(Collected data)
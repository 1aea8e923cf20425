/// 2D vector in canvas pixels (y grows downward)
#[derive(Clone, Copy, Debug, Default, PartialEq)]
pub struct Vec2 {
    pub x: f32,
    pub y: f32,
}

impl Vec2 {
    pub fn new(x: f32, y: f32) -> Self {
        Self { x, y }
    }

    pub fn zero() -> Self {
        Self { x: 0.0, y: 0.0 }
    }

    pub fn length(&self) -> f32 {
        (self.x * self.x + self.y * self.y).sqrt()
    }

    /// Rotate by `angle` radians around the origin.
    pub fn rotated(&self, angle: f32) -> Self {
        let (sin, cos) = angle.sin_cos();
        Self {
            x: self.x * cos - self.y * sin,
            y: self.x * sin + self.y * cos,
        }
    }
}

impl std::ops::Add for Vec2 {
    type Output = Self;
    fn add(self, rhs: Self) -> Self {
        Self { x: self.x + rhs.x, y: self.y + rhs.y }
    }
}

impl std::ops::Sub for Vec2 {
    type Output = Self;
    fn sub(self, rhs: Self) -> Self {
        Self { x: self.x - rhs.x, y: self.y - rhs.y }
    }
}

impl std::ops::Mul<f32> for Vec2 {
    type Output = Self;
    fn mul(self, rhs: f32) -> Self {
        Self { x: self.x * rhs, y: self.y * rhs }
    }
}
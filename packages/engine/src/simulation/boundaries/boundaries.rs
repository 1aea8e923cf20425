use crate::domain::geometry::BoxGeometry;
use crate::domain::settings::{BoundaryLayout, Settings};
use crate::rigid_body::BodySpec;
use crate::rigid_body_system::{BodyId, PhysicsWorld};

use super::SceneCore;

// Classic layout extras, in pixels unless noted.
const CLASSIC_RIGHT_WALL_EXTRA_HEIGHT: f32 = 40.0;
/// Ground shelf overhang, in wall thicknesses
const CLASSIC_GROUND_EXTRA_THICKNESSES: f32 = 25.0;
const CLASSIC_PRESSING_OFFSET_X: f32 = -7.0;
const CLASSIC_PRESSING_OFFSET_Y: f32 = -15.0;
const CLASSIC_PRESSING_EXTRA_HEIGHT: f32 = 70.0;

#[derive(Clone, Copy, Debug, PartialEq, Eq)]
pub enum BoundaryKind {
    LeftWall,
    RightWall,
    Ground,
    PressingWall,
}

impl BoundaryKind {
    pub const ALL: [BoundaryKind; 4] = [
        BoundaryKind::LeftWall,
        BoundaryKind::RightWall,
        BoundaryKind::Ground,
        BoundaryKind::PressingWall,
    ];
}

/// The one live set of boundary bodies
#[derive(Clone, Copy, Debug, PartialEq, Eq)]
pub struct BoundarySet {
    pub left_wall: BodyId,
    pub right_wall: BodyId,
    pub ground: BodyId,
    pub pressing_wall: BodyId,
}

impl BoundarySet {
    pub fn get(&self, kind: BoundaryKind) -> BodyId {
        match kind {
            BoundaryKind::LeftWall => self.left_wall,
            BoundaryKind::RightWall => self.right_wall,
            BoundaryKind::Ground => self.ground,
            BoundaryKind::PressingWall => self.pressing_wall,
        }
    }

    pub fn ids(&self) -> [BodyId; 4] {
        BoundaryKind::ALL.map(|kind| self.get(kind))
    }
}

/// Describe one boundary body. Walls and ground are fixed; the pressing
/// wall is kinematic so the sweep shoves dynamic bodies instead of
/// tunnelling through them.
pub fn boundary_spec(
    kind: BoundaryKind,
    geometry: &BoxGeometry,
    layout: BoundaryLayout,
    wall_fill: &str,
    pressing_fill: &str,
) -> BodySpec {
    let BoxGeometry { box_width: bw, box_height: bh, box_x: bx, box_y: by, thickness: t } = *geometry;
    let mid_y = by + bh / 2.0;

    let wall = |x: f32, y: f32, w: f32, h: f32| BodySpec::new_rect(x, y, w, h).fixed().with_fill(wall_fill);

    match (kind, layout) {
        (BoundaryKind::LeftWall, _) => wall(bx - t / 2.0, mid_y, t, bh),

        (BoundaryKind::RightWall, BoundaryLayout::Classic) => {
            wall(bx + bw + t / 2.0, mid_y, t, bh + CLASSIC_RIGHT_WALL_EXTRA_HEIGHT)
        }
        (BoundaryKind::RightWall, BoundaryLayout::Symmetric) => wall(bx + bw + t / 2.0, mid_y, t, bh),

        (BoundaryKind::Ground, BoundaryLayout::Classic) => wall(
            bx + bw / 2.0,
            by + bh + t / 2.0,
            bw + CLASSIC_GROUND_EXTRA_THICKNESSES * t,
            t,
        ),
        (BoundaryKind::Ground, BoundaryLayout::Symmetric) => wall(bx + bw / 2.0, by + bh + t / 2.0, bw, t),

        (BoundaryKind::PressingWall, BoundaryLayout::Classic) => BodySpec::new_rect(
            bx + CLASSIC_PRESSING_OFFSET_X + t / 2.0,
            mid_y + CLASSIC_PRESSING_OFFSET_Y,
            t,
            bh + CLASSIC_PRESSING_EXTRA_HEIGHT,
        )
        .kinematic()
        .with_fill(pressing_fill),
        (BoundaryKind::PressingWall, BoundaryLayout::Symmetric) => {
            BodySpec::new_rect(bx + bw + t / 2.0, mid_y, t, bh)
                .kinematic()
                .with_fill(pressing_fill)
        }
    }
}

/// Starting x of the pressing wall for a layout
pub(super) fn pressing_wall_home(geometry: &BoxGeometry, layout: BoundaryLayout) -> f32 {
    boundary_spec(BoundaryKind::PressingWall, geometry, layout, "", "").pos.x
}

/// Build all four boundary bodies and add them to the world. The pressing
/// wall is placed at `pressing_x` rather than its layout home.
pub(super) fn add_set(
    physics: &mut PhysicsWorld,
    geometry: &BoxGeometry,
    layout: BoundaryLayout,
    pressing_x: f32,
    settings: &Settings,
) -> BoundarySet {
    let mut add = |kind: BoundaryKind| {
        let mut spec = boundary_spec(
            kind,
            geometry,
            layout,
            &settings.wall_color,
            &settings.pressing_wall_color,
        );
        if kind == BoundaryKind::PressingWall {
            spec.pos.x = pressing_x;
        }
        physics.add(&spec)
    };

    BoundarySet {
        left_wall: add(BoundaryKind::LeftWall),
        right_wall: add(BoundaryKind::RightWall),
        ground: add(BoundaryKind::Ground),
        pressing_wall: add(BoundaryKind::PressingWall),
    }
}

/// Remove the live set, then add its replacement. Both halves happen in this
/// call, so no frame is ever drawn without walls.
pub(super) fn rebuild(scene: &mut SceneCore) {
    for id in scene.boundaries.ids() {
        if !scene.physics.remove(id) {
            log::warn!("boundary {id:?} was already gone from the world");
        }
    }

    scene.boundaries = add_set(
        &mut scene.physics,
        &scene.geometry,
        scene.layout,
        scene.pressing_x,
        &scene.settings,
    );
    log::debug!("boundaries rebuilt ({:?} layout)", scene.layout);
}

» ABOUT THIS TASK
Go through the data line by line and work out how many lines contain "struct". Give only that number.

» RESULT OF THIS TASK
2